A standard 53-foot trailer has approximately 50 linear feet of usable floor space. Standard pallets (48×40 inches) placed two-across (widthwise) in the trailer occupy 4 linear feet per row. Understanding your linear footage requirements helps you accurately estimate LTL charges under linear-foot pricing programs.
This calculator determines how many linear feet your pallet shipment requires and what percentage of a trailer it uses.
Supply-chain managers, warehouse operators, and shipping coordinators rely on precise floor loading data to maintain efficiency and control costs across complex distribution networks. Revisit this calculator whenever conditions change to keep your logistics plans aligned with real-world performance.
Many LTL carriers have shifted to linear foot-based pricing rules that override standard class-based rates when shipments exceed density or linear-foot thresholds. Understanding your floor loading requirements helps you avoid cubic capacity overcharges and plan shipments more efficiently. Real-time recalculation lets you model different scenarios quickly, ensuring your logistics decisions are backed by accurate, up-to-date numbers.
Pallets per Row = FLOOR(Trailer Width / Pallet Width) Rows Needed = CEIL(Total Pallets / Pallets per Row) Linear Feet = Rows × (Pallet Length / 12) Trailer Utilization = Linear Feet / Trailer Length × 100
Result: Linear Feet = 20 ft (40% of trailer)

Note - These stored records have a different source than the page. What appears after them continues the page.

//! Standup report assembly.
//!
//! A report is built from three task queries issued strictly in order:
//!
//! 1. tasks completed on the previous working day,
//! 2. tasks completed today,
//! 3. tasks due today.
//!
//! Each section is written as soon as its query returns, so a failing query
//! leaves the sections already printed in place and stops everything after
//! it. Due tasks that were also completed today are listed only once.
//!
//! When weekends or holidays separate the previous working day from the
//! reference date, the first query is widened to a `completedBefore` /
//! `completedAfter` range (see [`GapQueryStyle`]) so work finished on the
//! days off is reported too.

use super::calendar::{StandupWindow, WorkingCalendar};
use super::formatter::{format_date, parse_date};
use super::messages::Message;
use super::task::{QueryKind, TaskNames};
use super::view::View;
use crate::api::TaskService;
use crate::msg_debug;
use chrono::{Duration, NaiveDate};
use serde::{Deserialize, Serialize};
use std::collections::HashSet;
use std::fmt;
use std::io::{self, Write};
use thiserror::Error;

#[derive(Debug, Error)]
pub enum StandupError {
    #[error("Could not get tasks for {date} ({message})")]
    QueryFailed { stage: Stage, date: String, message: String },
    #[error("Could not write the report: {0}")]
    Output(#[from] io::Error),
}

/// Progress of a report run.
#[derive(Debug, Clone, Copy, PartialEq, Eq)]
pub enum Stage {
    QueryingPrevious,
    QueryingToday,
    QueryingDue,
    Done,
    Failed,
}

impl fmt::Display for Stage {
    fn fmt(&self, f: &mut fmt::Formatter<'_>) -> fmt::Result {
        let name = match self {
            Stage::QueryingPrevious => "querying previous work day",
            Stage::QueryingToday => "querying today",
            Stage::QueryingDue => "querying due today",
            Stage::Done => "done",
            Stage::Failed => "failed",
        };
        write!(f, "{}", name)
    }
}

/// How the previous-day query is widened across non-working days.
#[derive(Serialize, Deserialize, Debug, Clone, Copy, PartialEq, Eq, Default)]
#[serde(rename_all = "lowercase")]
pub enum GapQueryStyle {
    /// `completedBefore:<today> completedAfter:<previous work day>`.
    #[default]
    Span,
    /// Like `Span`, but `completedAfter` is the day before the previous work
    /// day so that day's own completions are included.
    Inclusive,
}

impl GapQueryStyle {
    pub fn description(&self) -> &'static str {
        match self {
            GapQueryStyle::Span => "span: completed after the previous work day and before today",
            GapQueryStyle::Inclusive => "inclusive: also include tasks completed on the previous work day",
        }
    }
}

/// The task names collected for one report.
#[derive(Debug, Clone, PartialEq, Eq)]
pub struct StandupReport {
    pub window: StandupWindow,
    pub previous: Vec<String>,
    pub today: Vec<String>,
    /// Due today and not already completed today.
    pub due: Vec<String>,
}

/// `"<filter> <kind>:<DD/MM/YYYY>"`.
pub fn task_query(filter: &str, kind: QueryKind, date: &NaiveDate) -> String {
    format!("{} {}:{}", filter, kind.as_str(), format_date(date))
}

/// Query for the "previous work day" section.
pub fn previous_completed_query(filter: &str, window: &StandupWindow, style: GapQueryStyle) -> String {
    if !window.has_gap {
        return task_query(filter, QueryKind::Completed, &window.previous_working_day);
    }
    let after = match style {
        GapQueryStyle::Span => window.previous_working_day,
        GapQueryStyle::Inclusive => window.previous_working_day - Duration::days(1),
    };
    format!(
        "{} completedBefore:{} completedAfter:{}",
        filter,
        format_date(&window.reference),
        format_date(&after)
    )
}

/// Due tasks whose names are absent from `completed`, keeping `due` order.
pub fn distinct_due(due: &[String], completed: &[String]) -> Vec<String> {
    let completed: HashSet<&str> = completed.iter().map(String::as_str).collect();
    due.iter().filter(|name| !completed.contains(name.as_str())).cloned().collect()
}

/// Resolves the report date: `raw` as `DD/MM/YYYY` when given, `today` otherwise.
///
/// An unparsable date is reported like a failed query for that date.
pub fn reference_date(raw: Option<&str>, today: NaiveDate) -> Result<NaiveDate, StandupError> {
    match raw {
        None => Ok(today),
        Some(value) => parse_date(value).ok_or_else(|| StandupError::QueryFailed {
            stage: Stage::QueryingPrevious,
            date: value.to_string(),
            message: "invalid date, expected DD/MM/YYYY".to_string(),
        }),
    }
}

#[derive(Debug, Clone)]
pub struct Standup {
    calendar: WorkingCalendar,
    filter: String,
    gap_query: GapQueryStyle,
    author: Option<String>,
}

impl Standup {
    pub fn new(calendar: WorkingCalendar) -> Self {
        Self {
            calendar,
            filter: String::new(),
            gap_query: GapQueryStyle::default(),
            author: None,
        }
    }

    /// Caller filter prepended to every query, e.g. `list:Work`.
    pub fn filter(self, filter: &str) -> Self {
        Self {
            filter: filter.to_string(),
            ..self
        }
    }

    pub fn gap_query(self, gap_query: GapQueryStyle) -> Self {
        Self { gap_query, ..self }
    }

    pub fn author(self, author: Option<String>) -> Self {
        Self { author, ..self }
    }

    /// Runs the three queries against `service` and writes the report to `out`.
    pub async fn run<S, W>(&self, service: &mut S, reference: NaiveDate, out: &mut W) -> Result<StandupReport, StandupError>
    where
        S: TaskService,
        W: Write,
    {
        let window = self.calendar.window(reference);

        if let Some(author) = &self.author {
            writeln!(out, "{}\n", Message::StandupAuthor(author.clone()))?;
        }

        let previous_filter = previous_completed_query(&self.filter, &window, self.gap_query);
        let previous = query(service, Stage::QueryingPrevious, &previous_filter, &window.previous_working_day).await?;
        writeln!(out, "{}", Message::PreviousWorkdayHeader(format_date(&window.previous_working_day)))?;
        View::tasks(out, &previous)?;
        writeln!(out)?;

        let today_filter = task_query(&self.filter, QueryKind::Completed, &reference);
        let today = query(service, Stage::QueryingToday, &today_filter, &reference).await?;
        writeln!(out, "{}", Message::TodayHeader(format_date(&reference)))?;
        View::tasks(out, &today)?;

        let due_filter = task_query(&self.filter, QueryKind::Due, &reference);
        let due = distinct_due(&query(service, Stage::QueryingDue, &due_filter, &reference).await?, &today);
        View::tasks(out, &due)?;
        out.flush()?;

        msg_debug!(Message::StageChanged(Stage::Done.to_string()));
        Ok(StandupReport {
            window,
            previous,
            today,
            due,
        })
    }
}

async fn query<S: TaskService>(service: &mut S, stage: Stage, filter: &str, date: &NaiveDate) -> Result<Vec<String>, StandupError> {
    msg_debug!(Message::StageChanged(stage.to_string()));
    msg_debug!(Message::QueryIssued(filter.to_string()));

    match service.query_tasks(filter).await {
        Ok(tasks) => Ok(tasks.names()),
        Err(e) => {
            msg_debug!(Message::StageChanged(Stage::Failed.to_string()));
            Err(StandupError::QueryFailed {
                stage,
                date: format_date(date),
                message: e.to_string(),
            })
        }
    }
}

Pallets per row = FLOOR(102/40) = 2. Rows = CEIL(10/2) = 5. Linear feet = 5 × (48/12) = 20 ft. Trailer utilization = 20/53 = 37.7%.
LTL carriers developed linear foot rules to fairly price shipments that take up disproportionate trailer space. A lightweight, bulky shipment that occupies 12 linear feet but weighs only 500 lbs prevents the carrier from loading other freight in that space. Linear foot pricing ensures that shippers pay for the space their freight actually occupies.
The most effective floor loading strategies include consistent pallet sizes (preferably 48×40), double-stacking when possible, eliminating pallet overhang, and consolidating small shipments. Track your average linear feet per shipment and work to reduce it through packaging and loading optimization.
Carriers typically trigger linear foot pricing when one or more thresholds are exceeded: total cubic feet (usually 750+), linear feet (10-12+), or pallet count (6+). Understanding these triggers helps you size shipments to stay below thresholds or consolidate enough to justify the floor space pricing.
Linear foot pricing charges based on the linear feet of trailer floor that a shipment occupies rather than traditional weight/class pricing. Carriers apply this rule when shipments exceed certain thresholds (typically 750+ cubic feet, 6+ pallets, or 10+ linear feet).
A 53-foot trailer fits approximately 26-30 standard pallets (48×40 inches) on the floor, loaded two-across. With double-stacking, capacity increases to 52-60 pallets. The exact number depends on pallet orientation and trailer door access requirements.
Most LTL carriers apply cubic capacity or linear foot pricing rules when a shipment exceeds 10-12 linear feet, 750 cubic feet, or 6 pallets. The exact threshold varies by carrier. Staying below these thresholds keeps you on standard class-based pricing.
Double-stacking is possible when the bottom pallet can support the top pallet's weight and both pallets combined don't exceed the trailer height (~108 inches). Products must be stackable, and carriers may have restrictions.
For standard 48×40 pallets, placing the 40-inch side along the trailer width (102 inches) allows two pallets side by side. This is the most efficient orientation, using 4 linear feet per row of two pallets.
Shipments that use more than their "fair share" of floor space relative to weight get penalized through linear foot pricing. If your freight is light and bulky (taking up lots of floor space), linear foot pricing can be 20-50% higher than standard rates.